Dataset entries
**********
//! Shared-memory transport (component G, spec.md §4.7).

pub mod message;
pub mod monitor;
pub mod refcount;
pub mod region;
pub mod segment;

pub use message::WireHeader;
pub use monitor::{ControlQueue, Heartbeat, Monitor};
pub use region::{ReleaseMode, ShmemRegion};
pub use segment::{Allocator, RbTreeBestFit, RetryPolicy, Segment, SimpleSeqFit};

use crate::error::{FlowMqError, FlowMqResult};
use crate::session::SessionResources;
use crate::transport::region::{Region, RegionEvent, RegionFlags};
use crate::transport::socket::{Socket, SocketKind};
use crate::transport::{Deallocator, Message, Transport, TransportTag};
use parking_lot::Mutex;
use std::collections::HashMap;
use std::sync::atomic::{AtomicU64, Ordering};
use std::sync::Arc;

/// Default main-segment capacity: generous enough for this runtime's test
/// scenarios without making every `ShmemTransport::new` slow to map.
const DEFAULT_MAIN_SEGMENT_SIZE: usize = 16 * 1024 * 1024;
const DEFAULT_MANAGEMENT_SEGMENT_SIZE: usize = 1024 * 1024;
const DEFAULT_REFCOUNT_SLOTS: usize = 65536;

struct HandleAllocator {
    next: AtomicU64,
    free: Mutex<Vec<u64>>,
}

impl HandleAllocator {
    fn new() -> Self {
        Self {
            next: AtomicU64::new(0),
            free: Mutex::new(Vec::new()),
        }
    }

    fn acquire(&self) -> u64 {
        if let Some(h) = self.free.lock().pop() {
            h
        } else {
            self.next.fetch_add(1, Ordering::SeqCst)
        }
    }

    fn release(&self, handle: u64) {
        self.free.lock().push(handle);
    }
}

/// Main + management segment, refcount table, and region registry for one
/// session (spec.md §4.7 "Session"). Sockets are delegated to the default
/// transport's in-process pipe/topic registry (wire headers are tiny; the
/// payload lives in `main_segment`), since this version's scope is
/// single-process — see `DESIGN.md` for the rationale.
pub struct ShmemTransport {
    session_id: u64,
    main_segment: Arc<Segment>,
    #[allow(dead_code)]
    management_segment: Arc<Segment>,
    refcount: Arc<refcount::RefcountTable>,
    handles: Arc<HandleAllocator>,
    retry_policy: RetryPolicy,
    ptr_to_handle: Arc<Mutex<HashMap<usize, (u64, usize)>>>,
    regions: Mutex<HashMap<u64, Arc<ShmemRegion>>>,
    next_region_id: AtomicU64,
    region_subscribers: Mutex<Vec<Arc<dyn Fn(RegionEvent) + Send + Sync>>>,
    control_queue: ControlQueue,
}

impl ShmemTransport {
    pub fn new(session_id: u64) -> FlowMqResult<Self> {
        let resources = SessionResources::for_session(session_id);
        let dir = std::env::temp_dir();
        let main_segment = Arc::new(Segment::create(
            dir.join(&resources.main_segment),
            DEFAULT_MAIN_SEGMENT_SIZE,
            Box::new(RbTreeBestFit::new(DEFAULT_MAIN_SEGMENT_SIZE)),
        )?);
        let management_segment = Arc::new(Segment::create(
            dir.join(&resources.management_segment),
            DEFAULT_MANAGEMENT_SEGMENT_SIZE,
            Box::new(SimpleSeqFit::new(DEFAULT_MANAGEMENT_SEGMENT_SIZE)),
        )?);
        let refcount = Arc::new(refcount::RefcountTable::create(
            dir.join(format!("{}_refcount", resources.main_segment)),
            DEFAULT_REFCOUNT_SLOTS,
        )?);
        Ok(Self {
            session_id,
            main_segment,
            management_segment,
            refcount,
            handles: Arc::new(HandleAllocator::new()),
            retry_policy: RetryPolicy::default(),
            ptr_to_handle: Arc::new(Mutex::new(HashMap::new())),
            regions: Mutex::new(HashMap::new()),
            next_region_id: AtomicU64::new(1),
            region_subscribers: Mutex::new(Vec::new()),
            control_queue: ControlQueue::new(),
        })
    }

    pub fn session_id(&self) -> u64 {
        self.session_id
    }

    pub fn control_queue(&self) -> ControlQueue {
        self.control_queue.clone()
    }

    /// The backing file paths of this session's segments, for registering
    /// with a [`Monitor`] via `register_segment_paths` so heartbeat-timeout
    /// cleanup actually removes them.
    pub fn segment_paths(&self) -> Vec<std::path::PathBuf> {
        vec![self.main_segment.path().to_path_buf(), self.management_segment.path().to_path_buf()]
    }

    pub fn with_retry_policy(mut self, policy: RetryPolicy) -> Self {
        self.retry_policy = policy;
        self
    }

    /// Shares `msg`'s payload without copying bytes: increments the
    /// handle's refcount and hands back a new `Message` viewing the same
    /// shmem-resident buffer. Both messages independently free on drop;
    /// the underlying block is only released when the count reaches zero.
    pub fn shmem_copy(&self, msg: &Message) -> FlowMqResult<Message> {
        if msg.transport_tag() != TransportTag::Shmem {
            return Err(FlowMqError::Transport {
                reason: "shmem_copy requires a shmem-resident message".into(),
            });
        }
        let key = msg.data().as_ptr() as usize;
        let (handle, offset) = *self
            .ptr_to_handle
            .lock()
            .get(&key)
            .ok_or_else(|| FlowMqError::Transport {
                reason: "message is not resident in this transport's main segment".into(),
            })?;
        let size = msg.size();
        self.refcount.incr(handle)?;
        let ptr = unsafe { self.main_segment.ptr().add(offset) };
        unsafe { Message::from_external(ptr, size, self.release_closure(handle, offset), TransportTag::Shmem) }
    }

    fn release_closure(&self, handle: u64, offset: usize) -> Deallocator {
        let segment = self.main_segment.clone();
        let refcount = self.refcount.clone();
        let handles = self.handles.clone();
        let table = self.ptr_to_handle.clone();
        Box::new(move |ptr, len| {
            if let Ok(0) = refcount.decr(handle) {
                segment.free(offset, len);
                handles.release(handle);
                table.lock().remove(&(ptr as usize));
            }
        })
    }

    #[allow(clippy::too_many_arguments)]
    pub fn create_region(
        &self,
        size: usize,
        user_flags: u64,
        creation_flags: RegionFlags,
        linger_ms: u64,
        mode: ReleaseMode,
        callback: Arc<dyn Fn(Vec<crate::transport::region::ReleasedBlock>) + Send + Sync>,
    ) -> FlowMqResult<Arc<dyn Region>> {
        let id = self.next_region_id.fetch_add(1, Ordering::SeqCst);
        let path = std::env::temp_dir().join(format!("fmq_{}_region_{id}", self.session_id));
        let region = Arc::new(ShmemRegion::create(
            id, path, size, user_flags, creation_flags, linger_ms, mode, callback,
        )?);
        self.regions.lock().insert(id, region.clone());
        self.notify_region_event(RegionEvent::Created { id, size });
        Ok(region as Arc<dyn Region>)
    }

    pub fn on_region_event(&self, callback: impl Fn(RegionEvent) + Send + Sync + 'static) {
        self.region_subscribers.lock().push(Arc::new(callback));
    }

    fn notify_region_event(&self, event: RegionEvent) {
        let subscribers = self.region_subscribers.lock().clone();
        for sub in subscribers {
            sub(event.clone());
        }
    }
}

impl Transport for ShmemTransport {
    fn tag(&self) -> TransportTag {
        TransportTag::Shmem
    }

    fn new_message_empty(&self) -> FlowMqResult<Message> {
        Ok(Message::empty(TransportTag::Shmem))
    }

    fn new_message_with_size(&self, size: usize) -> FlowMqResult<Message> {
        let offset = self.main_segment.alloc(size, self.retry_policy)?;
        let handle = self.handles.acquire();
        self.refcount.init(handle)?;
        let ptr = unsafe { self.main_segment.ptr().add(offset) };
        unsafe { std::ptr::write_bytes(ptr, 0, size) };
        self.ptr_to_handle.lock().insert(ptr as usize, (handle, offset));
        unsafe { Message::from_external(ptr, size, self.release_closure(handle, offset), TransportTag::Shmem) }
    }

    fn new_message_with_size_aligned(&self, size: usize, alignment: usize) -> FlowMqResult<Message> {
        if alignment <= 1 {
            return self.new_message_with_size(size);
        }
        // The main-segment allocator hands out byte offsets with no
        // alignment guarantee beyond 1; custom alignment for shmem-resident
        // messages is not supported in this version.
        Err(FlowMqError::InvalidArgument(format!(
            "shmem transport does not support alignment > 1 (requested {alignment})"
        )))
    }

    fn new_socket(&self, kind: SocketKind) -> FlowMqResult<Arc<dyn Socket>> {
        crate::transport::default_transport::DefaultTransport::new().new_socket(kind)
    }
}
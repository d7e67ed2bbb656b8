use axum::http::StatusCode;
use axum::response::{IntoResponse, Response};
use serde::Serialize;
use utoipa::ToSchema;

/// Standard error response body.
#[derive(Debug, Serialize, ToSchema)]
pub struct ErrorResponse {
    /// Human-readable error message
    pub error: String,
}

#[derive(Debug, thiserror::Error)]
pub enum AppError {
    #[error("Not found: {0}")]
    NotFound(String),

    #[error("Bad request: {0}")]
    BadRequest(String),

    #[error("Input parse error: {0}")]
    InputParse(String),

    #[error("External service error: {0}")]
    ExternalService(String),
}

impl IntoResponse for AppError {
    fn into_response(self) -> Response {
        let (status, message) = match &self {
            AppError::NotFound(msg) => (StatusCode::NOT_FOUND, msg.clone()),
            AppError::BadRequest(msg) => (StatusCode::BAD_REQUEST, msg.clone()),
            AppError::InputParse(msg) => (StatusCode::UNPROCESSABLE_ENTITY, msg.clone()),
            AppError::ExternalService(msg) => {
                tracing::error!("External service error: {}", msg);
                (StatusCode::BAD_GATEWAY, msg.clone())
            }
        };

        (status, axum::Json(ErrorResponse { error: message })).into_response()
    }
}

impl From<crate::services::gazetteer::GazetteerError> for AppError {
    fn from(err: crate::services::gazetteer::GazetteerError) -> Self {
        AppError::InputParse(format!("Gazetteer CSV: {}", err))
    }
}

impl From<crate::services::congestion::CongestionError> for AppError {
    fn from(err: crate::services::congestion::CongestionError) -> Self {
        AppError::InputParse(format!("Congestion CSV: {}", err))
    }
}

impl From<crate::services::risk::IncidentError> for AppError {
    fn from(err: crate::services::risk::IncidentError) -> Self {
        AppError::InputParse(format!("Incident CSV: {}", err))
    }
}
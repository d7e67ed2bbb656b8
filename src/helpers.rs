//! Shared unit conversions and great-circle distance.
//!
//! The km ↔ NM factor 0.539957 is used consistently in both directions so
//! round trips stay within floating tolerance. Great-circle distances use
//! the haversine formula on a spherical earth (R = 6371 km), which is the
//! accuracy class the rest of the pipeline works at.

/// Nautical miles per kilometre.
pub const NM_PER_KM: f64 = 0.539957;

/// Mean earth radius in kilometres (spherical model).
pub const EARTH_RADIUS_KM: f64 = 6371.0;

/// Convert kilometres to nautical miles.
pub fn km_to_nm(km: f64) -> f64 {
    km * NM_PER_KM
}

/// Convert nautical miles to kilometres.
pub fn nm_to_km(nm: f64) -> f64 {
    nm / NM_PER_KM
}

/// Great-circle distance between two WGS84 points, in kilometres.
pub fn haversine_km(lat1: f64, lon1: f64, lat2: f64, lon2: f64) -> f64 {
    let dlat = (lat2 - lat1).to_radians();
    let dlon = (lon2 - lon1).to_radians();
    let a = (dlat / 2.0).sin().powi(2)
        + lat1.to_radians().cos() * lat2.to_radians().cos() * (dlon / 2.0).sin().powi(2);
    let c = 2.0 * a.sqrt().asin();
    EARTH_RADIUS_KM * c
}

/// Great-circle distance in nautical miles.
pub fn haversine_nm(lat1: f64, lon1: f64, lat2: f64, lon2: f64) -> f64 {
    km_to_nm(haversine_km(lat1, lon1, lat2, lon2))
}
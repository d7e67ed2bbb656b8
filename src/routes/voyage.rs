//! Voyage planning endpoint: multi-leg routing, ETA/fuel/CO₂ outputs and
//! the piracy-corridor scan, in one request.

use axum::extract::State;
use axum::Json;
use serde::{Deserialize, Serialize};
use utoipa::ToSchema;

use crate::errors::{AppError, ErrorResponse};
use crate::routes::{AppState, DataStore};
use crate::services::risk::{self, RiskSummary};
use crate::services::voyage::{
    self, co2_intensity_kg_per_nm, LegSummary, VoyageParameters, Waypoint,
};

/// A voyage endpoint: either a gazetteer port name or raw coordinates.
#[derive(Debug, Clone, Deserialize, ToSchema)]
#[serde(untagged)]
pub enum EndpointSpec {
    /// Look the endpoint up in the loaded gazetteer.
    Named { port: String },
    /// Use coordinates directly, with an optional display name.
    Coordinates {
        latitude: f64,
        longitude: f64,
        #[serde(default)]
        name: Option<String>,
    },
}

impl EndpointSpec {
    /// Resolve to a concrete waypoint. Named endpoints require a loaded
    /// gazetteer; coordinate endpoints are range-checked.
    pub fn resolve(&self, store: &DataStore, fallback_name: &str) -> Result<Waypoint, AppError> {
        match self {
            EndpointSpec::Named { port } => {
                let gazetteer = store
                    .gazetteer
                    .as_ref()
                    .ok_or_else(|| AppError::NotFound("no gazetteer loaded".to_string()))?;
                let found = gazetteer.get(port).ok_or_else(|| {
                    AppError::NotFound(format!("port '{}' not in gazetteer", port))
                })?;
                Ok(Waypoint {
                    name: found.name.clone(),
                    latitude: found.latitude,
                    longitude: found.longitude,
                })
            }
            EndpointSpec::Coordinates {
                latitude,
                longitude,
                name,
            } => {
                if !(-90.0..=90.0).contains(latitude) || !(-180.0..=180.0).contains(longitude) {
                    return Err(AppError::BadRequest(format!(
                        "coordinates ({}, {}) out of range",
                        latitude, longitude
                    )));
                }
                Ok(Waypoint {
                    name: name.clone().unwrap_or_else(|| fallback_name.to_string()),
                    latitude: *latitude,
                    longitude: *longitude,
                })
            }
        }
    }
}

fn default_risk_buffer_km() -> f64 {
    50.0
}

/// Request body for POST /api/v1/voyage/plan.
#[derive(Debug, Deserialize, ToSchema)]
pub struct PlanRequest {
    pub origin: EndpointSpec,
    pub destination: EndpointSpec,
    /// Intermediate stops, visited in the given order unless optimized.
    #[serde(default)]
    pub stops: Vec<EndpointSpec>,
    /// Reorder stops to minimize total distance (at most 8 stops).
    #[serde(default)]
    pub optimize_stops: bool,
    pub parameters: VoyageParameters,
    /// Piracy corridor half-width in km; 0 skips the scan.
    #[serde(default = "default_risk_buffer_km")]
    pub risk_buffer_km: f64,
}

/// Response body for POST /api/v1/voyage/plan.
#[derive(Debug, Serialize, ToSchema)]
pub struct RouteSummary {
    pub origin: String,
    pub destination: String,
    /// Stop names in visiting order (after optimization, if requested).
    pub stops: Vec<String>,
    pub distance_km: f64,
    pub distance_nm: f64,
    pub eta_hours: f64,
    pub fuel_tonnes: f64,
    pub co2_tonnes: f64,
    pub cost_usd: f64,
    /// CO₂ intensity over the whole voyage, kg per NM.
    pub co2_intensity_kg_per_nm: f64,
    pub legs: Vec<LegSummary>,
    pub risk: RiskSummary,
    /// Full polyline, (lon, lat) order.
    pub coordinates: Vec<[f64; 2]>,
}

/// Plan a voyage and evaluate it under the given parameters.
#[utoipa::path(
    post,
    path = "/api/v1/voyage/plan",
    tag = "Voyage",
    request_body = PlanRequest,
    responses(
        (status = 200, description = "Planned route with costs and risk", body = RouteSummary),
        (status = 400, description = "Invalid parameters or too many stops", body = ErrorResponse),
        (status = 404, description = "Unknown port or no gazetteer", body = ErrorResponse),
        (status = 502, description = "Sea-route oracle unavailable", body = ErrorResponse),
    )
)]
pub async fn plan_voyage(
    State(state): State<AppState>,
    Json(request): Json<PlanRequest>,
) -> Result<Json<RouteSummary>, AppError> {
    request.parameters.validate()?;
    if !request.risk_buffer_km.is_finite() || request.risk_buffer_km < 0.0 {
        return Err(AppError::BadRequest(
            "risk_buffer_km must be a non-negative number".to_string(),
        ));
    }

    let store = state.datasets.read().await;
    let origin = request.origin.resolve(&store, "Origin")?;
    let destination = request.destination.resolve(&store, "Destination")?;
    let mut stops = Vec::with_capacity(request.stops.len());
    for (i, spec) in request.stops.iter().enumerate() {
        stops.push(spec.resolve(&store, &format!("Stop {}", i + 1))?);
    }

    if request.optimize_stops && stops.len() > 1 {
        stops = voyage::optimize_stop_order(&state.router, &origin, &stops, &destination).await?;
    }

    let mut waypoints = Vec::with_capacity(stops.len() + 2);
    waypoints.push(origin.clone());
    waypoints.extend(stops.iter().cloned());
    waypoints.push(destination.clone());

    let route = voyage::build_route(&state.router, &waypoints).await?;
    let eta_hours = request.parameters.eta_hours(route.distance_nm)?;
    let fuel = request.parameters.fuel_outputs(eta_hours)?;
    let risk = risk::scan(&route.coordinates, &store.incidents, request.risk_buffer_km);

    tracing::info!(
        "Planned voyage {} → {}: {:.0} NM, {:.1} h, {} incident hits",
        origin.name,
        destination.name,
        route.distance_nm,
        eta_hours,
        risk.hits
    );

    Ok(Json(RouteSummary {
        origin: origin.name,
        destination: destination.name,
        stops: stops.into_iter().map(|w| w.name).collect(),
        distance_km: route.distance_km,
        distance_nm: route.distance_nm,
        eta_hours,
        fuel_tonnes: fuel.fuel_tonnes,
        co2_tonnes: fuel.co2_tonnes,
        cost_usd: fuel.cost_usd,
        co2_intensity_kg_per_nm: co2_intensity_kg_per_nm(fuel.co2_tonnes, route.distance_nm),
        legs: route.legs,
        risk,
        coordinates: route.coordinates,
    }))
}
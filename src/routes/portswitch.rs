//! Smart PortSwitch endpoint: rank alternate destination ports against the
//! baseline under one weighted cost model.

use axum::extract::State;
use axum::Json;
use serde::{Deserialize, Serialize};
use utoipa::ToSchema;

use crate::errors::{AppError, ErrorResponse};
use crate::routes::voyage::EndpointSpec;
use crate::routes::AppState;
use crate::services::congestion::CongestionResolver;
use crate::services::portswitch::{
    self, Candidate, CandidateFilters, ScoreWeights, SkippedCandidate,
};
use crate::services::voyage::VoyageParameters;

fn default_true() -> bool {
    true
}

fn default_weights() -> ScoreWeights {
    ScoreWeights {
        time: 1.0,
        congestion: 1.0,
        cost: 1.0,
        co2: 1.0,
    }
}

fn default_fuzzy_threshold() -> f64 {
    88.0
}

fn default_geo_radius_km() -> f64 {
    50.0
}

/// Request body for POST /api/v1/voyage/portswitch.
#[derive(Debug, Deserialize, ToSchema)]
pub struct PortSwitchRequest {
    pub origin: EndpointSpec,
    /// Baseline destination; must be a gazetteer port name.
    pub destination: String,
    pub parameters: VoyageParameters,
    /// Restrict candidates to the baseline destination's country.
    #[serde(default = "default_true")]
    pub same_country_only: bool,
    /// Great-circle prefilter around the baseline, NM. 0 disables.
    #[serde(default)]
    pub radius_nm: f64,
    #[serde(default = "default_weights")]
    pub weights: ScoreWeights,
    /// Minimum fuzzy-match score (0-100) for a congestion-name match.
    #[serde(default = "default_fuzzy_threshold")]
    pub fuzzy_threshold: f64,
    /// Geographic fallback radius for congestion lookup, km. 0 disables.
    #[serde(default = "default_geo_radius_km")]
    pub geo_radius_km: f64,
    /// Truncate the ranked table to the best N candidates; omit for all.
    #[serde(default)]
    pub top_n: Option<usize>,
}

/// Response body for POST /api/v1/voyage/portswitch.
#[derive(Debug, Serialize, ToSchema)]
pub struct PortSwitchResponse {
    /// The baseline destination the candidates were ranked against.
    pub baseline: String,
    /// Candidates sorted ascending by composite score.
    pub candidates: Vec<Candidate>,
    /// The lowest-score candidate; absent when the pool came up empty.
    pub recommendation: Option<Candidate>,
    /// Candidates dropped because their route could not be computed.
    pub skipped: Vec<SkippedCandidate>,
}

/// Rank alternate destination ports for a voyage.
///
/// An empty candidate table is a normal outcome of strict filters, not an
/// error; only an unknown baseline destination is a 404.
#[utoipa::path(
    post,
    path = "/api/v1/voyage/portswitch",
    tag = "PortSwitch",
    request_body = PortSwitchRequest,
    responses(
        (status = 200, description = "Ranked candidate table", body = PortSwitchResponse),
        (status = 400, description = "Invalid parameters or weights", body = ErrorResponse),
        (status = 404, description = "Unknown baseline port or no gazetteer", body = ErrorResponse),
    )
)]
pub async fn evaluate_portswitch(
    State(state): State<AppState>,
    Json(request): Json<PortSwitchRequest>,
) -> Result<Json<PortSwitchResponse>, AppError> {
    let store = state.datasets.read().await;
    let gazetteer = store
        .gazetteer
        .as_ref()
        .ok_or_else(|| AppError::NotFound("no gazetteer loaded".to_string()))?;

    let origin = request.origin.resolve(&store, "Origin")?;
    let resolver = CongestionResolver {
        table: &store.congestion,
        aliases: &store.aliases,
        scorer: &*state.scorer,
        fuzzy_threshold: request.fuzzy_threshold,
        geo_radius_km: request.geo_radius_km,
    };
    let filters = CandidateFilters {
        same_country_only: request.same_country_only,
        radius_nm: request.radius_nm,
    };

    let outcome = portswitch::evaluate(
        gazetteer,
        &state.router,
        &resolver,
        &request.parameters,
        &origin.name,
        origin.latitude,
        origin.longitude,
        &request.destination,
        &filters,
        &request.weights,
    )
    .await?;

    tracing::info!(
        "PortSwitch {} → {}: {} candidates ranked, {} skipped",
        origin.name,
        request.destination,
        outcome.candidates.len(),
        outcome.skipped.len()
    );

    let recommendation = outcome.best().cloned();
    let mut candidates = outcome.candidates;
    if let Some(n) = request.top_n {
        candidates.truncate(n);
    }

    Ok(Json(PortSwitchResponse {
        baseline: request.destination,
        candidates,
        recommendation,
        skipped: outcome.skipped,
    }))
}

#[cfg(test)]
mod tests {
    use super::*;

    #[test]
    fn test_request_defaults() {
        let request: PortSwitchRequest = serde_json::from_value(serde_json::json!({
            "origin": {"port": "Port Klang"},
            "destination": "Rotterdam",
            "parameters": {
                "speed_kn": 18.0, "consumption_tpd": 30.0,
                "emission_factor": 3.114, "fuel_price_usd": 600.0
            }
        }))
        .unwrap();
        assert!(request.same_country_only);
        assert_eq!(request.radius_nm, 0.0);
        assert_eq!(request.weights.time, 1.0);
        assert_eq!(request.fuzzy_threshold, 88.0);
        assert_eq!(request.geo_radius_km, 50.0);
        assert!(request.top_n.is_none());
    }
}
**********
* [Assigned task] Restate the data word for word. Begin at its first line, end at the line that contains "const DEFAULT_MAIN_SEGMENT_SIZE: usize", and include both.

* [Answer for this exercise]
//! Shared-memory transport (component G, spec.md §4.7).

pub mod message;
pub mod monitor;
pub mod refcount;
pub mod region;
pub mod segment;

pub use message::WireHeader;
pub use monitor::{ControlQueue, Heartbeat, Monitor};
pub use region::{ReleaseMode, ShmemRegion};
pub use segment::{Allocator, RbTreeBestFit, RetryPolicy, Segment, SimpleSeqFit};

use crate::error::{FlowMqError, FlowMqResult};
use crate::session::SessionResources;
use crate::transport::region::{Region, RegionEvent, RegionFlags};
use crate::transport::socket::{Socket, SocketKind};
use crate::transport::{Deallocator, Message, Transport, TransportTag};
use parking_lot::Mutex;
use std::collections::HashMap;
use std::sync::atomic::{AtomicU64, Ordering};
use std::sync::Arc;

/// Default main-segment capacity: generous enough for this runtime's test
/// scenarios without making every `ShmemTransport::new` slow to map.
const DEFAULT_MAIN_SEGMENT_SIZE: usize = 16 * 1024 * 1024;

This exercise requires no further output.